GIVEN DATA:

=== Begin Enclosure ===

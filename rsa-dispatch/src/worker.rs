//! Handoff of adapter work to other threads.
//!
//! Async adapter calls run in place, with panics caught at the await point.
//! Blocking SDK calls run on Tokio's blocking pool. Browser-session work runs
//! on a dedicated named thread that owns a single-threaded runtime, so
//! everything touching that session stays on one thread. In both cases the
//! caller awaits the result without blocking other dispatches, and a worker
//! that panics or overruns its time budget becomes a typed error.
//!
//! ```text
//! dispatcher ──catch_unwind────▶ adapter future (same task)
//! dispatcher ──spawn_blocking──▶ blocking pool ──JoinHandle──▶ dispatcher
//! dispatcher ──thread::spawn───▶ session thread (current_thread rt) ──oneshot──▶ dispatcher
//! ```

use futures_util::FutureExt;
use std::any::Any;
use std::future::Future;
use std::panic::AssertUnwindSafe;
use std::time::Duration;
use tokio::sync::oneshot;

use crate::broker::BrokerId;
use crate::error::DispatchError;

/// Await `fut` in place, bounded by `timeout`, turning a panic into an error.
pub async fn run_guarded<T, Fut>(
    broker: BrokerId,
    operation: &'static str,
    timeout: Duration,
    fut: Fut,
) -> Result<T, DispatchError>
where
    Fut: Future<Output = T>,
{
    match tokio::time::timeout(timeout, AssertUnwindSafe(fut).catch_unwind()).await {
        Ok(Ok(value)) => Ok(value),
        Ok(Err(payload)) => {
            let reason = panic_message(payload);
            tracing::error!(broker = %broker, operation, reason = %reason, "Adapter call panicked");
            Err(DispatchError::Worker {
                broker,
                operation,
                reason,
            })
        }
        Err(_) => {
            tracing::warn!(broker = %broker, operation, "Adapter call timed out");
            Err(DispatchError::Timeout {
                broker,
                operation,
                seconds: timeout.as_secs(),
            })
        }
    }
}

/// Run `f` on the blocking pool, bounded by `timeout`.
pub async fn run_blocking<T, F>(
    broker: BrokerId,
    operation: &'static str,
    timeout: Duration,
    f: F,
) -> Result<T, DispatchError>
where
    F: FnOnce() -> T + Send + 'static,
    T: Send + 'static,
{
    let handle = tokio::task::spawn_blocking(f);
    match tokio::time::timeout(timeout, handle).await {
        Ok(Ok(value)) => Ok(value),
        Ok(Err(join_error)) => {
            let reason = if join_error.is_panic() {
                panic_message(join_error.into_panic())
            } else {
                join_error.to_string()
            };
            tracing::error!(broker = %broker, operation, reason = %reason, "Blocking worker failed");
            Err(DispatchError::Worker {
                broker,
                operation,
                reason,
            })
        }
        Err(_) => {
            // The pool thread cannot be interrupted and finishes on its own
            tracing::warn!(broker = %broker, operation, "Blocking worker timed out");
            Err(DispatchError::Timeout {
                broker,
                operation,
                seconds: timeout.as_secs(),
            })
        }
    }
}

/// Run the future built by `f` on a dedicated thread with its own runtime.
///
/// `f` is called on the new thread, so the future it returns does not need
/// to be `Send`.
pub async fn run_on_session_thread<T, F, Fut>(
    broker: BrokerId,
    operation: &'static str,
    timeout: Duration,
    f: F,
) -> Result<T, DispatchError>
where
    F: FnOnce() -> Fut + Send + 'static,
    Fut: Future<Output = T> + 'static,
    T: Send + 'static,
{
    let (tx, rx) = oneshot::channel::<Result<T, String>>();

    let spawned = std::thread::Builder::new()
        .name(format!("rsa-{broker}-session"))
        .spawn(move || {
            let runtime = match tokio::runtime::Builder::new_current_thread()
                .enable_all()
                .build()
            {
                Ok(runtime) => runtime,
                Err(e) => {
                    let _ = tx.send(Err(format!("failed to start session runtime: {e}")));
                    return;
                }
            };
            let value = runtime.block_on(f());
            let _ = tx.send(Ok(value));
        });

    if let Err(e) = spawned {
        return Err(DispatchError::Worker {
            broker,
            operation,
            reason: format!("failed to spawn session thread: {e}"),
        });
    }

    match tokio::time::timeout(timeout, rx).await {
        Ok(Ok(Ok(value))) => Ok(value),
        Ok(Ok(Err(reason))) => Err(DispatchError::Worker {
            broker,
            operation,
            reason,
        }),
        Ok(Err(_)) => {
            tracing::error!(broker = %broker, operation, "Session thread exited without a result");
            Err(DispatchError::Worker {
                broker,
                operation,
                reason: "session thread terminated unexpectedly".into(),
            })
        }
        Err(_) => {
            tracing::warn!(broker = %broker, operation, "Session thread timed out");
            Err(DispatchError::Timeout {
                broker,
                operation,
                seconds: timeout.as_secs(),
            })
        }
    }
}

fn panic_message(payload: Box<dyn Any + Send>) -> String {
    if let Some(s) = payload.downcast_ref::<&str>() {
        format!("panicked: {s}")
    } else if let Some(s) = payload.downcast_ref::<String>() {
        format!("panicked: {s}")
    } else {
        "panicked".to_string()
    }
}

=== End Enclosure ===

WHAT YOU SHOULD DO:
Tally the lines of the material above that contain the word "tracing" and report the total alone.

TASK RESULT:
6